--- START ---

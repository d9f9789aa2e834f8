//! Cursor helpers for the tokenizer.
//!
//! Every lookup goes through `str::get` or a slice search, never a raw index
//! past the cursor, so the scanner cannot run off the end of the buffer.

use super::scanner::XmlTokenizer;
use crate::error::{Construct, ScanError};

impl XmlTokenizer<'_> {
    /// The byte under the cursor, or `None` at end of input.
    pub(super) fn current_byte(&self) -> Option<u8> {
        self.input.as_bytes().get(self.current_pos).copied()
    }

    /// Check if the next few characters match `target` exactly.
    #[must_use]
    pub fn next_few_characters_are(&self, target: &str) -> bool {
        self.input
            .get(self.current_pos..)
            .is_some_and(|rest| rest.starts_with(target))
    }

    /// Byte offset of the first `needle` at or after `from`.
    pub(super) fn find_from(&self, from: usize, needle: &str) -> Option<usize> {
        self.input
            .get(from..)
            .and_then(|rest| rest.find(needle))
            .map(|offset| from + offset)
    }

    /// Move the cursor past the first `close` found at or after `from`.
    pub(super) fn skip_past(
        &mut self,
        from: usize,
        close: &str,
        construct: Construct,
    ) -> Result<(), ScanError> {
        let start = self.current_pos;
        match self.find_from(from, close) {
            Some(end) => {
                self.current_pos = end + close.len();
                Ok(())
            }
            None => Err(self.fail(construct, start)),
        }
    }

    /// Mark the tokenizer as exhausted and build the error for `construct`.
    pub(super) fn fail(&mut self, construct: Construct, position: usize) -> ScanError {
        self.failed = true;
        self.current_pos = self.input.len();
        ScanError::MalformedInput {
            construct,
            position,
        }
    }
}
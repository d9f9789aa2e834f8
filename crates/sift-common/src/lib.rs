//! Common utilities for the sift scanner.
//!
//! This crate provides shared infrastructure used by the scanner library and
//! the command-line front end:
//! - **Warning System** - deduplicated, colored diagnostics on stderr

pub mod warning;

--- END ---

▶ [Work to be completed] How many of the lines above hold the word "scanner"? State that number and nothing else.

▶ [Exercise result] 4